Configuring labels in dbt_project.yml

dbt_project.yml

models:
  my_project:
    snowplow:
      +labels:
        domain: clickstream
    finance:
      +labels:
        domain: finance

Viewing labels in the BigQuery console

Specifying tags

BigQuery table and view tags can be created by supplying an empty string for the label value.

model.sql

{{
  config(
    materialized = "table",
    labels = {'contains_pii': ''}
  )
}}

select * from {{ ref('another_model') }}

You can create a new label with no value or remove a value from an existing label key.

A label with a key that has an empty value can also be referred to as a tag in BigQuery. However, this is different from a BigQuery tag, which conditionally applies IAM policies to BigQuery tables and datasets. For more information, see the Tags documentation.

Resource tags

BigQuery tags enable conditional IAM access control for BigQuery tables and views. You can apply these BigQuery tags using the resource_tags configuration. This section contains guidelines for using the resource_tags configuration parameter.

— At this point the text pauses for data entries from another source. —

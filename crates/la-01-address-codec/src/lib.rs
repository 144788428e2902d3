//! # Address Codec Subsystem (LA-01)
//!
//! Canonical 256-bit account and predicate identifiers.
//!
//! ## Architecture
//!
//! Pure domain logic, no I/O:
//! - `domain/address.rs`: `Address` and its three projections (bytes, hex, Bech32m)
//! - `domain/input.rs`: `AddressInput`, the tagged union for inputs of unknown form
//! - `domain/errors.rs`: `AddressError`
//!
//! ## Encodings
//!
//! | Form | Example |
//! |------|---------|
//! | hex | `0xf1e92c42b90934aa6372e30bc568a326f6e66a1a0288595e6e3fbd392a4f3e6e` |
//! | checksummed | `fuel1785jcs4epy625cmjuv9u269rymmwv6s6q2y9jhnw877nj2j08ehqce3rxf` |
//!
//! Both forms decode to the same 32 bytes, and equality is defined over
//! those bytes only.

pub mod domain;

// Re-export public API
pub use domain::address::{Address, ADDRESS_HRP, ADDRESS_LEN};
pub use domain::errors::AddressError;
pub use domain::input::AddressInput;
//! # Ledger-Account Telemetry
//!
//! Installs the global `tracing` subscriber for binaries built on the
//! ledger-account crates. Libraries only emit events; they never install a
//! subscriber themselves.
//!
//! ## Usage
//!
//! ```rust,ignore
//! use la_telemetry::{init_telemetry, TelemetryConfig};
//!
//! fn main() -> anyhow::Result<()> {
//!     init_telemetry(&TelemetryConfig::from_env())?;
//!     // ...
//!     Ok(())
//! }
//! ```
//!
//! ## Environment Variables
//!
//! | Variable | Default | Description |
//! |----------|---------|-------------|
//! | `LA_LOG_LEVEL` / `RUST_LOG` | `info` | Filter directives |
//! | `LA_JSON_LOGS` | `false` | JSON lines instead of human output |
//! | `LA_CONSOLE_OUTPUT` | `true` | Write events to stderr at all |
//! | `LA_SERVICE_NAME` | `ledger-account` | Recorded on the startup event |

mod config;
mod tracing_setup;

pub use config::TelemetryConfig;
pub use tracing_setup::{build_filter, init_telemetry};

use thiserror::Error;

/// Telemetry initialization errors
#[derive(Error, Debug)]
pub enum TelemetryError {
    #[error("Invalid log filter `{directives}`: {reason}")]
    InvalidFilter { directives: String, reason: String },

    #[error("Failed to install subscriber: {0}")]
    SubscriberInit(String),
}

Resource tags are key-value pairs that must follow BigQuery's tag format: {google_cloud_project_id}/{key_name}: value. Unlike labels, BigQuery tags are primarily designed for IAM access control using conditional policies, allowing organizations to:

Implement conditional access control: Apply IAM policies conditionally based on BigQuery tags (for example, granting access only to tables tagged with environment:production).
Enforce data governance: Use BigQuery tags with IAM policies to protect sensitive data.
Control access at scale: Manage access patterns consistently across different projects and environments.

Prerequisites

Create tag keys and values in advance before using them in dbt.
Grant the required IAM permissions to apply tags to resources.

Configuring tags in a model file

To configure tags in a model file, refer to the following example:

model.sql

{{
  config(
    materialized = "table",
    resource_tags = {
      "my-project-id/environment": "production",
      "my-project-id/data_classification": "sensitive",
      "my-project-id/access_level": "restricted"
    }
  )
}}

select * from {{ ref('another_model') }}

Configuring tags in `dbt_project.yml`

To configure tags in a dbt_project.yml file, refer to the following example:

dbt_project.yml

models:
  my_project:
    production:
      +resource_tags:
        my-project-id/environment: production
        my-project-id/data_classification: sensitive
    staging:
      +resource_tags:
        my-project-id/environment: staging
        my-project-id/data_classification: internal

Using both dbt tags and BigQuery tags

You can use dbt's existing tags configuration alongside BigQuery's resource_tags:

model.sql

{{
  config(
    materialized = "materialized_view",
    tags = ["reporting", "daily"],  # dbt tags for internal organization
    resource_tags = {  # BigQuery tags for IAM access control
      "my-project-id/environment": "production",
      "my-project-id/data_classification": "sensitive"
    }
  )
}}

select * from {{ ref('my_table') }}

For more information on setting up IAM conditional policies with BigQuery tags, see BigQuery's documentation on tags.

Policy tags

BigQuery enables column-level security by setting policy tags on specific columns.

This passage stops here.